Dios tiene un sueño. Y cada vez que Dios tiene un sueño de justicia y paz para el mundo, muy a menudo significa que otros en nuestro mundo comienzan a tener pesadillas. En Cristo Jesús entró Dios al mundo y fue peligroso. Sanó en el día de reposo porque imaginó a los seres humanos más importantes que las leyes. El volteó las mesas en el Templo porque imaginó que ofrecer el corazón a Dios es más importante que ofrecer sacrificios. Él se afilió con los excluidos porque imaginó que formar parte de la familia humana es más importante que la raza humana, que la unidad en la creación es más importante que las líneas que nos dividen.
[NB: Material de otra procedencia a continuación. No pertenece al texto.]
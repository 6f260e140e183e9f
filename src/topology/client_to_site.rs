//! One site accepting any number of clients (star)

use rand::{CryptoRng, RngCore};

use super::{GeneratedPeer, PskMode};
use crate::crypto::KeyGenerator;
use crate::error::{Error, Result};
use crate::peer::{PeerConfig, PeerInput};
use crate::render::{PeerSection, Route, SetupScript, TunnelConfig};

pub const DEFAULT_SITE_NAME: &str = "site";

/// Default name of the client at `index` (0-based): `client-1`, `client-2`, ...
pub fn default_client_name(index: usize) -> String {
    format!("client-{}", index + 1)
}

#[derive(Debug, Clone)]
pub struct ClientToSite {
    pub site: PeerInput,
    pub clients: Vec<PeerInput>,
    pub psk: PskMode,
}

impl ClientToSite {
    pub fn new(site: PeerInput, clients: Vec<PeerInput>) -> Self {
        Self {
            site,
            clients,
            psk: PskMode::Disabled,
        }
    }

    pub fn with_psk(mut self, psk: PskMode) -> Self {
        self.psk = psk;
        self
    }

    /// The site gets one `[Peer]` block per client with that client's host
    /// route; each client gets a single block for the site carrying the
    /// site's local networks. Clients never advertise networks and the site
    /// never routes through a client.
    pub(crate) fn assemble<R: RngCore + CryptoRng>(
        &self,
        keys: &mut KeyGenerator<R>,
    ) -> Result<Vec<GeneratedPeer>> {
        if self.clients.is_empty() {
            return Err(Error::Config(
                "client-to-site needs at least one client".into(),
            ));
        }

        let mut site_input = self.site.clone();
        site_input.default_gateway = false;
        let site = PeerConfig::new(site_input, keys.generate()?)?;

        let shared = match self.psk {
            PskMode::Shared => Some(keys.generate_psk()?),
            _ => None,
        };

        let mut clients = Vec::with_capacity(self.clients.len());
        for input in &self.clients {
            let mut input = input.clone();
            input.local_networks.clear();
            let mut client = PeerConfig::new(input, keys.generate()?)?;
            client.preshared_key = match self.psk {
                PskMode::Disabled => None,
                PskMode::PerPeer => Some(keys.generate_psk()?),
                PskMode::Shared => shared.clone(),
            };
            clients.push(client);
        }

        let sections = clients
            .iter()
            .map(|c| PeerSection::for_remote(&site, c, c.preshared_key.as_ref(), false))
            .collect();
        let site_peer = GeneratedPeer {
            tunnel_config: TunnelConfig::new(&site, sections).render(),
            setup_script: SetupScript::new(&site, Vec::new()).render(),
            config: site,
        };

        let mut peers = Vec::with_capacity(clients.len() + 1);
        for client in clients {
            let section = PeerSection::for_remote(
                &client,
                &site_peer.config,
                client.preshared_key.as_ref(),
                true,
            );
            let tunnel_config = TunnelConfig::new(&client, vec![section]).render();
            let setup_script =
                SetupScript::new(&client, Route::towards(&client, &site_peer.config)).render();
            peers.push(GeneratedPeer {
                config: client,
                tunnel_config,
                setup_script,
            });
        }
        peers.insert(0, site_peer);

        Ok(peers)
    }
}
La buena noticia de Dios en Jesús es que un mundo nuevo es posible, un mundo como Dios lo imagina que podrá ser.
Y finalmente, recordemos nuestro propio voto bautismal. En el afirmamos, entre otras cosas, que somos bautizados para formar parte del Cuerpo de Cristo, lo cual nos llama a ver al mundo y a cada uno de nosotros de una forma nueva. Y eso es posible porque, por la gracia de Dios, nuestra imaginación es bautizada también; una imaginación que es capaz de cambiar nuestras vidas, las de otros y nuestro mundo. Imaginación que nos ayuda a vernos no solo como episcopales, sino mucho más allá de nuestra afiliación religiosa; nos hace ver como hijos e hijas de Dios y ver al mundo donde todos son amados hijos e hijas de Dios. ¡Imaginen eso!